• [WHAT NEEDS TO BE DONE]:
Every line below that holds the string "lock" should be copied.

╭─ EXCERPTED DATA

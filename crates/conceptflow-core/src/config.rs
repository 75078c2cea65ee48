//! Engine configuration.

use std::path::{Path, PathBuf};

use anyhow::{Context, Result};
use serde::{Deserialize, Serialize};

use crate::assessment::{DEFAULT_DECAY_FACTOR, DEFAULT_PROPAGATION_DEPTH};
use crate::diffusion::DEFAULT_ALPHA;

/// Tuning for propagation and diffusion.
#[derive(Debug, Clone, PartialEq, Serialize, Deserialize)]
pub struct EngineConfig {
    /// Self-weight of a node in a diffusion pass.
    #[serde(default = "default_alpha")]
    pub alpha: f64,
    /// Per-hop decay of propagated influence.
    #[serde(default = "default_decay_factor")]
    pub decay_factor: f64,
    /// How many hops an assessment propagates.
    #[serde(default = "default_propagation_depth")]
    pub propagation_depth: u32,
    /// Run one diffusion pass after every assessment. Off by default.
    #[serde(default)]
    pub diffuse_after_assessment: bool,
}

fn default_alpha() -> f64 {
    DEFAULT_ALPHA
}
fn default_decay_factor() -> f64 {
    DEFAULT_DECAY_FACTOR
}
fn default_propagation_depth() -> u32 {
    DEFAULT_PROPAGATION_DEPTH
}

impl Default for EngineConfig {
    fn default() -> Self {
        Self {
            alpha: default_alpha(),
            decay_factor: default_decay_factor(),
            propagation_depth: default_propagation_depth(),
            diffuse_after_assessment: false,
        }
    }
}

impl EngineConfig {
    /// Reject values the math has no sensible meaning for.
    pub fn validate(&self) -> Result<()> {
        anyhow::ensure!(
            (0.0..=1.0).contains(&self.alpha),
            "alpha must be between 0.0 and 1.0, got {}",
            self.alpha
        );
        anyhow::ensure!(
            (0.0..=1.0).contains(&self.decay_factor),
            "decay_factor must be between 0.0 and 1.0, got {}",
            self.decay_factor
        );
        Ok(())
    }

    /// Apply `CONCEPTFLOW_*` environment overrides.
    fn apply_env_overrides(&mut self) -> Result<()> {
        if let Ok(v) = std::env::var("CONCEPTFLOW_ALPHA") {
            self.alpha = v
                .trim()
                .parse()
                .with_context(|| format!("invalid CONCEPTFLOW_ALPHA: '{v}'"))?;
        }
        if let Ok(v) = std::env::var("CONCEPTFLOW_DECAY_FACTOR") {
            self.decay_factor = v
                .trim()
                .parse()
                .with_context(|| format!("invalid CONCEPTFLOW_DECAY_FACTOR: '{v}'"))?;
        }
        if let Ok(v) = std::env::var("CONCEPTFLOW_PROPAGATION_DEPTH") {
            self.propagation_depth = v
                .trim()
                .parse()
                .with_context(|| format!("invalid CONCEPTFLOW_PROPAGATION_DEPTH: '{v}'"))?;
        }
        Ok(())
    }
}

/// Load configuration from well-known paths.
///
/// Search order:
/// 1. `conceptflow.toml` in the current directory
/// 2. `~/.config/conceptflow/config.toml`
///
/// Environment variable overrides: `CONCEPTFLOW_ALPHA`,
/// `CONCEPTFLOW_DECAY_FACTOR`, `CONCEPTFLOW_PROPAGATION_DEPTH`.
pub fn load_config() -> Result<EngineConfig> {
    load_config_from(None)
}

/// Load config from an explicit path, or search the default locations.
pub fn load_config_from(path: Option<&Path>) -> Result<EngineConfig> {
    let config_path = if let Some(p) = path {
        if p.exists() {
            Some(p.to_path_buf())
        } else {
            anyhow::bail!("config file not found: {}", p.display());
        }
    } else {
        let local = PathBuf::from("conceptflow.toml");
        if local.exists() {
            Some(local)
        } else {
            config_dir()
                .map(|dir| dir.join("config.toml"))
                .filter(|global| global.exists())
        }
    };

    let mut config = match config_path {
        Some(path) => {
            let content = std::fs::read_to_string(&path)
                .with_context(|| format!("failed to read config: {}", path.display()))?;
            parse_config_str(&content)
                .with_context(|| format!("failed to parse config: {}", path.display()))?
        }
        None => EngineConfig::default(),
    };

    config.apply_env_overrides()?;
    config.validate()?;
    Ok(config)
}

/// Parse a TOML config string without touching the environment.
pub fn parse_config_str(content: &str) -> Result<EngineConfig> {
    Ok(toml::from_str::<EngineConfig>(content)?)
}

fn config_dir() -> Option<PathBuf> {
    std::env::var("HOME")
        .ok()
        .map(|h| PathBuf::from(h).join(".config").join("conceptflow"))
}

╰─
╭─ EXCERPTED DATA

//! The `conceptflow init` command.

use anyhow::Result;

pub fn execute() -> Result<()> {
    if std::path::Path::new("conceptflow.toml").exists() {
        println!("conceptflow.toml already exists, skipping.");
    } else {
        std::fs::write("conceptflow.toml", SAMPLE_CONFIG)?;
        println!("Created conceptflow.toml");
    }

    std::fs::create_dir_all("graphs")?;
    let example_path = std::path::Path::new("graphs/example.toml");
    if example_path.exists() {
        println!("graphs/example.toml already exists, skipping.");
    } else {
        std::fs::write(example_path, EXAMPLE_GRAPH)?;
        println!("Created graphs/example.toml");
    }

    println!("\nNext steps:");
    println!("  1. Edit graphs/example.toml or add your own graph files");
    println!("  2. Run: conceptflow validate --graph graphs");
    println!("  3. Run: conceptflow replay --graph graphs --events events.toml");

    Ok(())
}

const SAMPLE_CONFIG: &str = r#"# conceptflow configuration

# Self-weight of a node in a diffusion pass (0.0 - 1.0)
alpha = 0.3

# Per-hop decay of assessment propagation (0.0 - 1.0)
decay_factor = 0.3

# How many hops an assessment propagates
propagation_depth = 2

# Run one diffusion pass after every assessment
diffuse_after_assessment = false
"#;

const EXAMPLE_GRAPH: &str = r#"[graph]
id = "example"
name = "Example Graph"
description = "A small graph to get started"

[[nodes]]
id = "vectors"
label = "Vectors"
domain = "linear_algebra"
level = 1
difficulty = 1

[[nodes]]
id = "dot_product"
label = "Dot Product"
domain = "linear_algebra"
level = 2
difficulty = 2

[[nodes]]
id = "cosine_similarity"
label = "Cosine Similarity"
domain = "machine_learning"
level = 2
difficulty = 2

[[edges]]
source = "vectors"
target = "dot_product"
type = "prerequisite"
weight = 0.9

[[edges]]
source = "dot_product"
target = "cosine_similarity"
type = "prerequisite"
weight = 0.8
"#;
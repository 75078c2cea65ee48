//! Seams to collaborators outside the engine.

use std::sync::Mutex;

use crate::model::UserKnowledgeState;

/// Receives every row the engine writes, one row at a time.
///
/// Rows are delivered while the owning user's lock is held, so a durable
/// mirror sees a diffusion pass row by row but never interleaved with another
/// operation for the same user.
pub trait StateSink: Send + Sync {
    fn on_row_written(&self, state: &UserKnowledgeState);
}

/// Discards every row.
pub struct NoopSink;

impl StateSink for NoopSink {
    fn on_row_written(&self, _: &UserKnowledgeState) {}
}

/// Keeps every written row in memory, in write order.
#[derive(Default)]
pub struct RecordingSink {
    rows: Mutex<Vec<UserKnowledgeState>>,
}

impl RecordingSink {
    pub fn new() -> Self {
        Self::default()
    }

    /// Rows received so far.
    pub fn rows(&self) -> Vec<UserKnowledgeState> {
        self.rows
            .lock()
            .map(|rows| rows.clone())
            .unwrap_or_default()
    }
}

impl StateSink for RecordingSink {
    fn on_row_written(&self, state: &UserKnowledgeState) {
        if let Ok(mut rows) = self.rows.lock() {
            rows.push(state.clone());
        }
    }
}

╰─
╭─ EXCERPTED DATA

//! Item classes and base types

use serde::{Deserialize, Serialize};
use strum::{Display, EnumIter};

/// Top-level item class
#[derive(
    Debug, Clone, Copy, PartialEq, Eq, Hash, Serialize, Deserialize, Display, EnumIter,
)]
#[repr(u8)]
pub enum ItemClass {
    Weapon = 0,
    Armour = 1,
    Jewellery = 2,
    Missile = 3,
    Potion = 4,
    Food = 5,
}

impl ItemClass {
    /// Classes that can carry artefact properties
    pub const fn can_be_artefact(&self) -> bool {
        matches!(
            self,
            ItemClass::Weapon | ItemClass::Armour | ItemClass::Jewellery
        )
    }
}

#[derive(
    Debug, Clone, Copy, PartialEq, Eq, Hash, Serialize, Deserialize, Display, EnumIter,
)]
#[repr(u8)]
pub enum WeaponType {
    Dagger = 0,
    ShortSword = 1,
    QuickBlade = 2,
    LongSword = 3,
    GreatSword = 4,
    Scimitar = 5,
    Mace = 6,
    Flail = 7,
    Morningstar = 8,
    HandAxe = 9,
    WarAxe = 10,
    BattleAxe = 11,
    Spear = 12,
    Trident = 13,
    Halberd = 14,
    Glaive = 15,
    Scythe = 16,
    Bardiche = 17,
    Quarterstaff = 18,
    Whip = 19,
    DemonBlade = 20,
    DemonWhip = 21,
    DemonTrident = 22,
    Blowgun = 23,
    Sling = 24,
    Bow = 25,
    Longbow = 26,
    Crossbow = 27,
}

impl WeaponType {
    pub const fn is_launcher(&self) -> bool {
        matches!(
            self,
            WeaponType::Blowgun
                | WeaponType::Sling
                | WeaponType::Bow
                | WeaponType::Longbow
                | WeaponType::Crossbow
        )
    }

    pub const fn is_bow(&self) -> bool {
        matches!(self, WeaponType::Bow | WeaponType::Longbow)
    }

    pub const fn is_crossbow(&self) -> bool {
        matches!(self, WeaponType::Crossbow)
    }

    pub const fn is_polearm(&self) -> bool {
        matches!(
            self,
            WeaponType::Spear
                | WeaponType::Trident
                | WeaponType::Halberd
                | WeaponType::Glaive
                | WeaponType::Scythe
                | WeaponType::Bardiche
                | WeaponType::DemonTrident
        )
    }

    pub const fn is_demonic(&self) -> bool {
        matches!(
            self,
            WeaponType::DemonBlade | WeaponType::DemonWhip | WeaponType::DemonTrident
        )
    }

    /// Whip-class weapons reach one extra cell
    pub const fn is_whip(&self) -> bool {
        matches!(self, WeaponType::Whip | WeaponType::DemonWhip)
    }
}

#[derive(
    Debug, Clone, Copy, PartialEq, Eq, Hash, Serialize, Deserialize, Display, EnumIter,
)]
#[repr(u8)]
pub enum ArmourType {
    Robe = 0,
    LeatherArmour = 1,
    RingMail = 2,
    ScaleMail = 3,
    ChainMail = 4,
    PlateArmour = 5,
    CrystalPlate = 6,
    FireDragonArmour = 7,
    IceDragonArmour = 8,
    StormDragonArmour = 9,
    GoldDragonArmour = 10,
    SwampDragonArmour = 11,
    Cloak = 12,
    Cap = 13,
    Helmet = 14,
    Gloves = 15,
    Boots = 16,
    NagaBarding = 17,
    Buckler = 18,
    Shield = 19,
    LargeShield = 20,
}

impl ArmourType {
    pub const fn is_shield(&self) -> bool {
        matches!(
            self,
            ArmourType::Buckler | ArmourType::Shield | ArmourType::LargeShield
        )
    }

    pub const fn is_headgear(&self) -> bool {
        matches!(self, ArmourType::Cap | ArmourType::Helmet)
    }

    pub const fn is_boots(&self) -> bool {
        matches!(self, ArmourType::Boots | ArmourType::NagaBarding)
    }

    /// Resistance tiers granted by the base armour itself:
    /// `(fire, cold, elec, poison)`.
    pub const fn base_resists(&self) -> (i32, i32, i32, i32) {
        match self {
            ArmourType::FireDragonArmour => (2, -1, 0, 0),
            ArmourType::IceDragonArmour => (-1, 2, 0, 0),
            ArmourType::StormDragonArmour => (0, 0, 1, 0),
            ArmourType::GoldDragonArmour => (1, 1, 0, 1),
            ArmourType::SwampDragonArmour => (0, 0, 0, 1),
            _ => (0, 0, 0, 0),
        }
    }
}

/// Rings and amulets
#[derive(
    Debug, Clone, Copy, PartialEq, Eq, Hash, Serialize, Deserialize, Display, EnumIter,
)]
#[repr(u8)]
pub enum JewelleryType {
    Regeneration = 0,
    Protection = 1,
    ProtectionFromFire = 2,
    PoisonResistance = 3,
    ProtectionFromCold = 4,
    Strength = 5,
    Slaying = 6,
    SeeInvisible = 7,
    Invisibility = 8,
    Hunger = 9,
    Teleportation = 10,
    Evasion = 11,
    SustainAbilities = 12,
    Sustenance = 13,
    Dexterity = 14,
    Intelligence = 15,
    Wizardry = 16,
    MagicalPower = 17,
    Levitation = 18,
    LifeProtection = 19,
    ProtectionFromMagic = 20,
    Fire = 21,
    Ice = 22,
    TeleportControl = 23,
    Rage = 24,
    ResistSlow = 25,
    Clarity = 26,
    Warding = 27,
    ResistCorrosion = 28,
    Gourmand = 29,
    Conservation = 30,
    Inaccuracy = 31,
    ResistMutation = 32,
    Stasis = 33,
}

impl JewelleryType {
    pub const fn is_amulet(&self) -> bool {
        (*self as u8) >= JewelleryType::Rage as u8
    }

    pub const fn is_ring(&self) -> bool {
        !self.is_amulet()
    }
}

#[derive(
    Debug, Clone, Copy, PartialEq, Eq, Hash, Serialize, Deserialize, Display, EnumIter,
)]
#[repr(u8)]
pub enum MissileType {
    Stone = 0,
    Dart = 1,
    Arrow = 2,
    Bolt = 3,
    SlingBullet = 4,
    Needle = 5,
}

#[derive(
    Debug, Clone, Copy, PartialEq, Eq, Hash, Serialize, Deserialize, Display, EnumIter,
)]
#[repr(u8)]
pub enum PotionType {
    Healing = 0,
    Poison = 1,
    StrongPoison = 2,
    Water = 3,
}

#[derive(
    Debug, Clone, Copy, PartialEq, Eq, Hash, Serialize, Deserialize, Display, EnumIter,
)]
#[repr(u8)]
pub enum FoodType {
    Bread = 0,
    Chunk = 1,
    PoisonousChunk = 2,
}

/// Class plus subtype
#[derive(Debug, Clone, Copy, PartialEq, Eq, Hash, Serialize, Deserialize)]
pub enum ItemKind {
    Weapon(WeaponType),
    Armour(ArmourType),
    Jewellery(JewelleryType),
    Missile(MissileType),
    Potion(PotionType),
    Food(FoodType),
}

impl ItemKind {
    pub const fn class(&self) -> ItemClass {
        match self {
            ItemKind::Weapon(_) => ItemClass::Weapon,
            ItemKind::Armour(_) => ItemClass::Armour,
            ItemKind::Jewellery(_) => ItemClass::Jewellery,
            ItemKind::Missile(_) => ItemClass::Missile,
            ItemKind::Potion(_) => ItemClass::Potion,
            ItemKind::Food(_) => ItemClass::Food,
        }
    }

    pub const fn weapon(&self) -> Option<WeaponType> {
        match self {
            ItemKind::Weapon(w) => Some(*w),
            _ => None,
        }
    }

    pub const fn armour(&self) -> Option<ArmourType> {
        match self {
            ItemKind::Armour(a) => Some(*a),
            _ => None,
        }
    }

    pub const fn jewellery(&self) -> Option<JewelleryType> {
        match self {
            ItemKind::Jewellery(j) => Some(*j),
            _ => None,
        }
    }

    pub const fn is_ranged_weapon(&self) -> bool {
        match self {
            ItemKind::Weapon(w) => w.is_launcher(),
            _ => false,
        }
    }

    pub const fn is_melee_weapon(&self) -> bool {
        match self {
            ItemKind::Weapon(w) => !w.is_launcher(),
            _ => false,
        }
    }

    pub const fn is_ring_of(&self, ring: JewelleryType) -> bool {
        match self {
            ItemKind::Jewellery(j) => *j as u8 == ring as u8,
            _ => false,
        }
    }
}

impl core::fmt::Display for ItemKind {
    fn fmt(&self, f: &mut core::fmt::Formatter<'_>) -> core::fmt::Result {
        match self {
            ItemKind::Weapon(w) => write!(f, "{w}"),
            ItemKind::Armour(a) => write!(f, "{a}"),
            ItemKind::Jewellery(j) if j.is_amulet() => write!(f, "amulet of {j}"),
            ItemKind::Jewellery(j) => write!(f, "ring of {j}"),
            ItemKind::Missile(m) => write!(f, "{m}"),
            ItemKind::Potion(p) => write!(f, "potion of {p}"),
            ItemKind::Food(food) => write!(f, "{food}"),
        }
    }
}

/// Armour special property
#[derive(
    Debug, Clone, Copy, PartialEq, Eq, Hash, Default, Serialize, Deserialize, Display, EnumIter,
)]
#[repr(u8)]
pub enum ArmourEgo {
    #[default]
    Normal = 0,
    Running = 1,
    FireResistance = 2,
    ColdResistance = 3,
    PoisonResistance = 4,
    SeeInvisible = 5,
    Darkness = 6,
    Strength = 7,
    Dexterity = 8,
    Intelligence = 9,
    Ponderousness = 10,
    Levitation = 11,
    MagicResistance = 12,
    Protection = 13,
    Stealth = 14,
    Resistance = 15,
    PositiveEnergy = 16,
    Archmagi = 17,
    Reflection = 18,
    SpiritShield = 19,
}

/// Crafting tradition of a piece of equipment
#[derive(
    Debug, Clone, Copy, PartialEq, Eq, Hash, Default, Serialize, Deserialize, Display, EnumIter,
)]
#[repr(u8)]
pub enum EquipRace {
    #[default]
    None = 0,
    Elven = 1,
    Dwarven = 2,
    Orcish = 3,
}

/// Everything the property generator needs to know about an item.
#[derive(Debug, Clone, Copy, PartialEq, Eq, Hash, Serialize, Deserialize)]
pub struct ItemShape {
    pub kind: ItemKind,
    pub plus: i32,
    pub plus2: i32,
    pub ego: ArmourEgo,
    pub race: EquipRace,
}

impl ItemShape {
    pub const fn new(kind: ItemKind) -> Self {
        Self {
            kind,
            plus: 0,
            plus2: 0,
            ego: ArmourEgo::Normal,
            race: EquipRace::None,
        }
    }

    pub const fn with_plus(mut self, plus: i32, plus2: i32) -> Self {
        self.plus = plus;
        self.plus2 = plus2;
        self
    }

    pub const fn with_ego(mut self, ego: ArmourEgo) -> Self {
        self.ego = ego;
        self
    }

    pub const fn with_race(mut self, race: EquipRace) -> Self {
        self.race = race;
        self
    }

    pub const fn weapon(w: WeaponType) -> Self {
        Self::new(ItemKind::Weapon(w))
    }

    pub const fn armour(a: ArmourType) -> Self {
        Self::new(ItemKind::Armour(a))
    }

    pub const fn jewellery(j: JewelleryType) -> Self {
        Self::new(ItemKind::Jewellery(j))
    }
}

╰─

• [WRITTEN REPLY]:
/// Rows are delivered while the owning user's lock is held, so a durable
            .lock()
        if let Ok(mut rows) = self.rows.lock() {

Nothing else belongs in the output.